То есть ты запросто взял и совершил такое масштабное планирование.
Если бы история с кошками и пещерой, которую я описал ранее, произошла бы с людьми – то они бы не стали нейтрально относиться к улице – они бы выделили такое понятие, как лето и зима, после чего получили бы себе 2 записи:
«Зимой выход из пещеры – это плохо» и «Летом выход из пещеры – это хорошо»
И кончилось это тем, что в наше время выход из пещеры зимой перестал быть чем-то плохим.
Параллельно появились символы и речь. Академик Павлов и вовсе назвал работу этого контура второй сигнальной системой – сигналами сигналов. Что он имел в виду?
Всё просто – представь себе всеми любимый жёлтый лимон.
Представь, как ты берёшь нож и его режешь – как из лимона бодро и уверенно в разные стороны разлетается кислый сок, как он начинает пахнуть. Представь, что ты поднимаешь лимон над собой и выжимаешь из него сок себе на язык. Какой он на вкус? А как он пахнет?
Если раньше мы звонили в звонок, чтобы у пса появился желудочный сок, то теперь человеку достаточно просто прочитать о лимоне – ведь у тебя выделилась слюна, не так ли? А ведь по большому счёту ты сейчас просто смотришь в испещрённую черными крючками бумагу.

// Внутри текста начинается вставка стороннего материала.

//! Attendance calendar state with optimistic day toggles.
//!
//! # Responsibility
//! - Mirror the marks of the visible month and the all-time summary.
//! - Cycle a clicked day `unmarked -> presente -> ausente -> unmarked`,
//!   showing the new status before the store confirms it.
//!
//! # Invariants
//! - `marks` holds at most one entry per date, ordered by date.
//! - A toggle that fails to save restores `marks` to the exact state that
//!   preceded it and posts `MSG_SAVE_FAILED`.
//! - The summary is refreshed from the store after every confirmed save and
//!   never adjusted locally.
//! - Reads run as the user signed in at `open`; saves run as the user signed
//!   in at `settle`. Either way the store only serves the subject owner.
//!
//! A front end that renders between the optimistic update and the store
//! answer calls `begin_toggle` and later `settle`; `click_day` runs both.

use super::notice::{Notice, NoticeQueue};
use crate::auth::{AuthError, AuthProvider};
use crate::model::attendance::{next_status, AttendanceStatus, AttendanceSummary, DayMark};
use crate::model::date::{month_bounds, month_key};
use crate::model::subject::SubjectId;
use crate::model::user::{User, UserId};
use crate::repo::attendance_repo::AttendanceRepository;
use crate::service::attendance_service::{AttendanceService, AttendanceServiceError};
use chrono::NaiveDate;
use log::{error, info, warn};
use serde::Serialize;
use std::fmt::{Display, Formatter};

pub const MSG_MONTH_LOAD_FAILED: &str = "Error al cargar asistencia del mes";
pub const MSG_SUMMARY_LOAD_FAILED: &str = "Error al cargar resumen total";
pub const MSG_SAVE_FAILED: &str = "No se pudo guardar el cambio.";

/// Optimistic change waiting for the store answer.
#[derive(Debug, Clone, PartialEq, Eq)]
pub struct PendingToggle {
    pub date: NaiveDate,
    /// Status shown optimistically; `None` clears the day.
    pub next: Option<AttendanceStatus>,
    previous_marks: Vec<DayMark>,
}

#[derive(Debug, Clone, Copy, PartialEq, Eq)]
pub enum ToggleOutcome {
    Saved(Option<AttendanceStatus>),
    RolledBack,
}

/// Serializable copy of what the calendar renders.
#[derive(Debug, Clone, PartialEq, Serialize)]
pub struct CalendarSnapshot {
    pub subject_id: SubjectId,
    pub month: String,
    pub marks: Vec<DayMark>,
    pub summary: AttendanceSummary,
    pub percentage: f64,
}

#[derive(Debug)]
enum CalendarError {
    NotSignedIn,
    Auth(AuthError),
    Store(AttendanceServiceError),
}

impl Display for CalendarError {
    fn fmt(&self, f: &mut Formatter<'_>) -> std::fmt::Result {
        match self {
            Self::NotSignedIn => write!(f, "no signed-in user"),
            Self::Auth(err) => write!(f, "{err}"),
            Self::Store(err) => write!(f, "{err}"),
        }
    }
}

/// Calendar of one subject.
#[derive(Debug)]
pub struct AttendanceCalendar {
    subject_id: SubjectId,
    /// Signed-in user at `open`; `None` leaves the calendar empty.
    viewer: Option<UserId>,
    month_start: NaiveDate,
    marks: Vec<DayMark>,
    summary: AttendanceSummary,
    notices: NoticeQueue,
}

impl AttendanceCalendar {
    /// Creates a calendar showing the month of `today` and loads it for the
    /// signed-in user.
    pub fn open<R: AttendanceRepository, A: AuthProvider>(
        repo: &R,
        auth: &A,
        subject_id: SubjectId,
        today: NaiveDate,
    ) -> Self {
        let viewer = match signed_in_user(auth) {
            Ok(user) => Some(user.id),
            Err(err) => {
                warn!(
                    "event=attendance_open module=view status=error subject_id={subject_id} error={err}"
                );
                None
            }
        };
        let mut calendar = Self {
            subject_id,
            viewer,
            month_start: month_bounds(today).0,
            marks: Vec::new(),
            summary: AttendanceSummary::default(),
            notices: NoticeQueue::default(),
        };
        calendar.reload(repo);
        calendar
    }

    pub fn subject_id(&self) -> SubjectId {
        self.subject_id
    }

    /// First day of the visible month.
    pub fn month_start(&self) -> NaiveDate {
        self.month_start
    }

    pub fn marks(&self) -> &[DayMark] {
        &self.marks
    }

    pub fn summary(&self) -> AttendanceSummary {
        self.summary
    }

    pub fn percentage(&self) -> f64 {
        self.summary.percentage()
    }

    pub fn notices(&self) -> &NoticeQueue {
        &self.notices
    }

    pub fn take_notices(&mut self) -> Vec<Notice> {
        self.notices.drain()
    }

    /// Status rendered on the tile of `date`.
    pub fn tile_status(&self, date: NaiveDate) -> Option<AttendanceStatus> {
        self.marks
            .iter()
            .find(|mark| mark.date == date)
            .map(|mark| mark.status)
    }

    pub fn is_in_visible_month(&self, date: NaiveDate) -> bool {
        let (start, end) = month_bounds(self.month_start);
        start <= date && date <= end
    }

    pub fn snapshot(&self) -> CalendarSnapshot {
        CalendarSnapshot {
            subject_id: self.subject_id,
            month: month_key(self.month_start),
            marks: self.marks.clone(),
            summary: self.summary,
            percentage: self.percentage(),
        }
    }

    /// Navigates to the month containing `any_day` and reloads.
    pub fn show_month<R: AttendanceRepository>(&mut self, repo: &R, any_day: NaiveDate) {
        self.month_start = month_bounds(any_day).0;
        self.reload(repo);
    }

    /// Reloads the visible month and the summary.
    ///
    /// A failed read keeps the previous state and posts a notice.
    pub fn reload<R: AttendanceRepository>(&mut self, repo: &R) {
        self.refresh_month(repo);
        self.refresh_summary(repo);
    }

    /// Applies the next status of `date` locally and returns the pending change.
    pub fn begin_toggle(&mut self, date: NaiveDate) -> PendingToggle {
        let previous_marks = self.marks.clone();
        let existing = self.marks.iter().position(|mark| mark.date == date);
        let next = next_status(existing.map(|index| self.marks[index].status));

        match (next, existing) {
            (None, _) => self.marks.retain(|mark| mark.date != date),
            (Some(status), Some(index)) => self.marks[index].status = status,
            (Some(status), None) => {
                self.marks.push(DayMark { date, status });
                self.marks.sort_by_key(|mark| mark.date);
            }
        }

        PendingToggle {
            date,
            next,
            previous_marks,
        }
    }

    /// Confirms `pending` with the store, rolling back on failure.
    pub fn settle<R: AttendanceRepository, A: AuthProvider>(
        &mut self,
        repo: &R,
        auth: &A,
        pending: PendingToggle,
    ) -> ToggleOutcome {
        match self.save(repo, auth, &pending) {
            Ok(()) => {
                info!(
                    "event=attendance_toggle module=view status=ok subject_id={} date={} value={}",
                    self.subject_id,
                    pending.date,
                    pending.next.map_or("unmarked", AttendanceStatus::as_str)
                );
                self.refresh_summary(repo);
                ToggleOutcome::Saved(pending.next)
            }
            Err(err) => {
                warn!(
                    "event=attendance_toggle module=view status=rolled_back subject_id={} date={} error={}",
                    self.subject_id, pending.date, err
                );
                self.marks = pending.previous_marks;
                self.notices.error(MSG_SAVE_FAILED);
                ToggleOutcome::RolledBack
            }
        }
    }

    /// Handles a click on the tile of `date`.
    ///
    /// Clicking a day outside the visible month navigates there first so the
    /// next status is computed from that month's marks.
    pub fn click_day<R: AttendanceRepository, A: AuthProvider>(
        &mut self,
        repo: &R,
        auth: &A,
        date: NaiveDate,
    ) -> ToggleOutcome {
        if !self.is_in_visible_month(date) {
            self.show_month(repo, date);
        }
        let pending = self.begin_toggle(date);
        self.settle(repo, auth, pending)
    }

    fn save<R: AttendanceRepository, A: AuthProvider>(
        &self,
        repo: &R,
        auth: &A,
        pending: &PendingToggle,
    ) -> Result<(), CalendarError> {
        let user = signed_in_user(auth)?;
        AttendanceService::new(repo)
            .apply(self.subject_id, user.id, pending.date, pending.next)
            .map_err(CalendarError::Store)
    }

    fn viewer(&self) -> Result<UserId, CalendarError> {
        self.viewer.ok_or(CalendarError::NotSignedIn)
    }

    fn refresh_month<R: AttendanceRepository>(&mut self, repo: &R) {
        let loaded = self.viewer().and_then(|owner| {
            AttendanceService::new(repo)
                .month_records(owner, self.subject_id, self.month_start)
                .map_err(CalendarError::Store)
        });
        match loaded {
            Ok(marks) => self.marks = marks,
            Err(err) => {
                error!(
                    "event=attendance_month module=view status=error subject_id={} error={}",
                    self.subject_id, err
                );
                self.notices.error(MSG_MONTH_LOAD_FAILED);
            }
        }
    }

    fn refresh_summary<R: AttendanceRepository>(&mut self, repo: &R) {
        let loaded = self.viewer().and_then(|owner| {
            AttendanceService::new(repo)
                .total_summary(owner, self.subject_id)
                .map_err(CalendarError::Store)
        });
        match loaded {
            Ok(summary) => self.summary = summary,
            Err(err) => {
                error!(
                    "event=attendance_summary module=view status=error subject_id={} error={}",
                    self.subject_id, err
                );
                self.notices.error(MSG_SUMMARY_LOAD_FAILED);
            }
        }
    }
}

fn signed_in_user<A: AuthProvider>(auth: &A) -> Result<User, CalendarError> {
    auth.current_user()
        .map_err(CalendarError::Auth)?
        .ok_or(CalendarError::NotSignedIn)
}
//! Core use-case services.
//!
//! # Responsibility
//! - Orchestrate repository calls into use-case level APIs.
//! - Keep view/FFI layers decoupled from storage details.

pub mod attendance_service;
pub mod grade_service;
pub mod subject_service;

Вот это и есть сигналы о сигналах – нигде рядом не было лимона, никто даже не звонил ни в какой звонок, связанный у тебя с лимоном, – ты просто увидел какие-то символы. И черные закорючки на бумаге в виде слов «стул» и «стол» заставляют тебя представлять разные объекты, хотя для кошки это в обоих случаях будет просто запачканная бумага.
Кошку можно будет научить разным реакциям на разной степени пачканную бумагу, но символами она не овладеет. Впрочем, я не хочу подробно останавливаться на третьем контуре в его общем виде – ты не хуже меня представляешь, что он позволяет и на что способен.
Я же предположу, как мы получаем пометки в символьной системе.
Предположим, отец решил объяснить ребёнку, что такое стул. Он указал рукой на стул и сказал: стул. Но ребёнок не понимает, что отец назвал стулом – может быть, он назвал «стулом»: свою вытянутую руку, поведение сына, самого сына, этот день недели, своё настроение, комнату или температуру.
Однако когда ребёнок много раз услышит слово «стул» и в большинстве этих обстоятельств он будет видеть один и тот же объект, то в его голове создастся что-то вроде связи. На самом деле я предполагаю, что у него в голове не будет никакого словаря со списком «стул=(картинка стула)».
А просто у него в памяти будут лежать «слепки» от органов чувств за всю его жизнь и в тот момент, когда он будет видеть стул – в его голове через весь его опыт пройдёт сигнал, связанный со стулом – а в результате устройства нашей памяти сигнал пройдёт через все те слепки, в которых он тоже видел стул.
А заодно он получит среднее арифметическое своей реакции во всех этих ситуациях. И если во всех этих ситуациях он слышал слово «стул», то в его голове тотчас возникнет это слово. А если его этим самым стулом каждый раз били, например, то… ну ты и сам догадался.
Верно также и обратное – если он услышит слово «стул» или прочитает его, то произойдёт то же самое и окажется, что во всех ситуациях, когда звучало слово «стул», он либо видел этот предмет, либо представлял его себе в голове.
Опять-таки, если его этим стулом каждый раз били, то даже звучание самого этого слова будет для него несколько болезненным – хотя куда менее болезненным, чем вид этого стула вживую.
На следующих шести картинках я смоделировал ситуации, в которых звучит слово «стул» и есть этот объект. На двух оставшихся я свёл их воедино – на одной мы видим, какое среднее арифметическое виделось, а на другой – какое слышалось.
Таким образом, за каждым словом на самом деле стоит целый конгломерат[5] чувственного опыта, а каждое логическое построение в действительности строит грандиозные картины мира, которые мы можем видеть, если отвлекаемся от момента «здесь и сейчас».
В результате словами можно действительно влиять на поведение, то есть вносить поправки в карту хорошометра. Но лучше 1 раз увидеть, чем 100 раз услышать – то есть лучше один раз пережить, чем сто раз ознакомиться с символьной интерпретацией.